* [Collected data entries]

__________________________________________________

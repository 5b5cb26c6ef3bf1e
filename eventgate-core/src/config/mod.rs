//! Configuration management for EventGate
//!
//! Configuration comes from defaults, a TOML file, or `EVENTGATE_<SECTION>_<KEY>`
//! environment variables, and is validated before use.

use serde::{Deserialize, Serialize};
use std::env;
use std::path::{Path, PathBuf};
use std::str::FromStr;
use std::time::Duration;

mod error;

pub use error::ConfigError;

use crate::logging::{LogConfig, LogLevel};

/// Path value that selects a private in-memory database
pub const IN_MEMORY_DATABASE: &str = ":memory:";

/// Main application configuration
#[derive(Debug, Clone, Default, PartialEq, Serialize, Deserialize)]
#[serde(default)]
pub struct Config {
    /// Store configuration
    pub store: StoreConfig,

    /// Logging configuration
    pub logging: LoggingConfig,

    /// Join rules that apply to every event
    pub admission: AdmissionConfig,

    /// Redaction settings
    pub privacy: PrivacyConfig,
}

/// Store configuration
#[derive(Debug, Clone, PartialEq, Serialize, Deserialize)]
#[serde(default)]
pub struct StoreConfig {
    /// SQLite database file (":memory:" for a throwaway database)
    pub database_path: PathBuf,

    /// Maximum pooled connections
    pub pool_size: u32,

    /// How long a writer waits for the database lock before failing
    #[serde(with = "humantime_serde")]
    pub busy_timeout: Duration,

    /// Enable WAL journal mode on file databases
    pub enable_wal: bool,
}

/// Logging configuration
#[derive(Debug, Clone, PartialEq, Serialize, Deserialize)]
#[serde(default)]
pub struct LoggingConfig {
    /// Log level (trace, debug, info, warn, error)
    pub level: String,

    /// Enable JSON formatting
    pub json_format: bool,

    /// Include timestamps
    pub with_timestamp: bool,

    /// Include target module
    pub with_target: bool,
}

/// Platform-wide admission rules
#[derive(Debug, Clone, PartialEq, Eq, Serialize, Deserialize)]
#[serde(default)]
pub struct AdmissionConfig {
    /// Unverified non-admin users may not join any event, whatever the
    /// event's own `require_verified_to_join` flag says
    pub require_verified_for_all_joins: bool,
}

/// Redaction settings
#[derive(Debug, Clone, PartialEq, Eq, Serialize, Deserialize)]
#[serde(default)]
pub struct PrivacyConfig {
    /// Shown in place of a hidden organizer's name
    pub organizer_placeholder: String,
}

impl Default for StoreConfig {
    fn default() -> Self {
        Self {
            database_path: PathBuf::from("./eventgate.db"),
            pool_size: 8,
            busy_timeout: Duration::from_secs(5),
            enable_wal: true,
        }
    }
}

impl StoreConfig {
    /// Store settings for a private in-memory database
    pub fn in_memory() -> Self {
        Self {
            database_path: PathBuf::from(IN_MEMORY_DATABASE),
            pool_size: 1,
            ..Self::default()
        }
    }

    pub fn is_in_memory(&self) -> bool {
        self.database_path.as_os_str() == IN_MEMORY_DATABASE
    }
}

impl Default for LoggingConfig {
    fn default() -> Self {
        Self {
            level: "info".to_string(),
            json_format: false,
            with_timestamp: true,
            with_target: true,
        }
    }
}

impl LoggingConfig {
    /// Subscriber settings for [`init_logging_with_config`](crate::logging::init_logging_with_config)
    pub fn to_log_config(&self) -> Result<LogConfig, ConfigError> {
        let level = LogLevel::from_str(&self.level).map_err(|e| ConfigError::InvalidValue {
            key: "logging.level".to_string(),
            reason: e.to_string(),
        })?;

        Ok(LogConfig::new(level)
            .with_json(self.json_format)
            .with_timestamp(self.with_timestamp)
            .with_target(self.with_target))
    }
}

impl Default for AdmissionConfig {
    fn default() -> Self {
        Self {
            require_verified_for_all_joins: true,
        }
    }
}

impl Default for PrivacyConfig {
    fn default() -> Self {
        Self {
            organizer_placeholder: "Join to see organizer".to_string(),
        }
    }
}

fn parse_var<T>(key: &str, raw: &str) -> Result<T, ConfigError>
where
    T: FromStr,
    T::Err: std::fmt::Display,
{
    raw.parse().map_err(|e: T::Err| ConfigError::InvalidValue {
        key: key.to_string(),
        reason: e.to_string(),
    })
}

impl Config {
    /// Load configuration from environment variables
    ///
    /// Environment variables follow the pattern: EVENTGATE_<SECTION>_<KEY>
    /// Example: EVENTGATE_STORE_BUSY_TIMEOUT=10s
    pub fn from_env() -> Result<Self, ConfigError> {
        Self::from_lookup(|key| env::var(key).ok())
    }

    /// Apply overrides from `lookup` on top of the defaults
    pub fn from_lookup(lookup: impl Fn(&str) -> Option<String>) -> Result<Self, ConfigError> {
        let mut config = Self::default();
        config.apply_overrides(lookup)?;
        config.validate()?;
        Ok(config)
    }

    fn apply_overrides(
        &mut self,
        lookup: impl Fn(&str) -> Option<String>,
    ) -> Result<(), ConfigError> {
        // Store
        if let Some(path) = lookup("EVENTGATE_STORE_DATABASE_PATH") {
            self.store.database_path = PathBuf::from(path);
        }
        if let Some(raw) = lookup("EVENTGATE_STORE_POOL_SIZE") {
            self.store.pool_size = parse_var("EVENTGATE_STORE_POOL_SIZE", &raw)?;
        }
        if let Some(raw) = lookup("EVENTGATE_STORE_BUSY_TIMEOUT") {
            self.store.busy_timeout = humantime_serde::re::humantime::parse_duration(&raw)
                .map_err(|e| ConfigError::InvalidValue {
                    key: "EVENTGATE_STORE_BUSY_TIMEOUT".to_string(),
                    reason: e.to_string(),
                })?;
        }
        if let Some(raw) = lookup("EVENTGATE_STORE_ENABLE_WAL") {
            self.store.enable_wal = parse_var("EVENTGATE_STORE_ENABLE_WAL", &raw)?;
        }

        // Logging
        if let Some(level) = lookup("EVENTGATE_LOGGING_LEVEL") {
            self.logging.level = level.to_lowercase();
        }
        if let Some(raw) = lookup("EVENTGATE_LOGGING_JSON_FORMAT") {
            self.logging.json_format = parse_var("EVENTGATE_LOGGING_JSON_FORMAT", &raw)?;
        }

        // Admission
        if let Some(raw) = lookup("EVENTGATE_ADMISSION_REQUIRE_VERIFIED_FOR_ALL_JOINS") {
            self.admission.require_verified_for_all_joins =
                parse_var("EVENTGATE_ADMISSION_REQUIRE_VERIFIED_FOR_ALL_JOINS", &raw)?;
        }

        // Privacy
        if let Some(placeholder) = lookup("EVENTGATE_PRIVACY_ORGANIZER_PLACEHOLDER") {
            self.privacy.organizer_placeholder = placeholder;
        }

        Ok(())
    }

    /// Load configuration from file, then apply environment overrides
    pub fn from_file(path: impl AsRef<Path>) -> Result<Self, ConfigError> {
        let path = path.as_ref();
        let contents = std::fs::read_to_string(path).map_err(|e| ConfigError::Read {
            path: path.to_path_buf(),
            reason: e.to_string(),
        })?;

        let mut config: Self =
            toml::from_str(&contents).map_err(|e| ConfigError::Parse(e.to_string()))?;

        config.apply_overrides(|key| env::var(key).ok())?;
        config.validate()?;
        Ok(config)
    }

    /// Validate configuration
    pub fn validate(&self) -> Result<(), ConfigError> {
        if self.store.database_path.as_os_str().is_empty() {
            return Err(ConfigError::ValidationFailed(
                "store.database_path must not be empty".to_string(),
            ));
        }

        if self.store.pool_size == 0 {
            return Err(ConfigError::ValidationFailed(
                "store.pool_size must be greater than 0".to_string(),
            ));
        }

        if self.store.is_in_memory() && self.store.pool_size != 1 {
            return Err(ConfigError::ValidationFailed(
                "an in-memory store needs store.pool_size = 1".to_string(),
            ));
        }

        if self.store.busy_timeout.is_zero() {
            return Err(ConfigError::ValidationFailed(
                "store.busy_timeout must be greater than 0".to_string(),
            ));
        }

        if LogLevel::from_str(&self.logging.level).is_err() {
            return Err(ConfigError::ValidationFailed(format!(
                "Invalid log level: {}",
                self.logging.level
            )));
        }

        if self.privacy.organizer_placeholder.trim().is_empty() {
            return Err(ConfigError::ValidationFailed(
                "privacy.organizer_placeholder must not be blank".to_string(),
            ));
        }

        Ok(())
    }

    /// Save configuration to file
    pub fn save_to_file(&self, path: impl AsRef<Path>) -> Result<(), ConfigError> {
        let path = path.as_ref();
        let contents =
            toml::to_string_pretty(self).map_err(|e| ConfigError::Serialize(e.to_string()))?;

        std::fs::write(path, contents).map_err(|e| ConfigError::Write {
            path: path.to_path_buf(),
            reason: e.to_string(),
        })?;

        Ok(())
    }
}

__________________________________________________

* [WHAT TO DO]
Pick out the lines above containing the word "must", then copy them.

* [WRITTEN RESPONSE]
                "store.database_path must not be empty".to_string(),
                "store.pool_size must be greater than 0".to_string(),
                "store.busy_timeout must be greater than 0".to_string(),
                "privacy.organizer_placeholder must not be blank".to_string(),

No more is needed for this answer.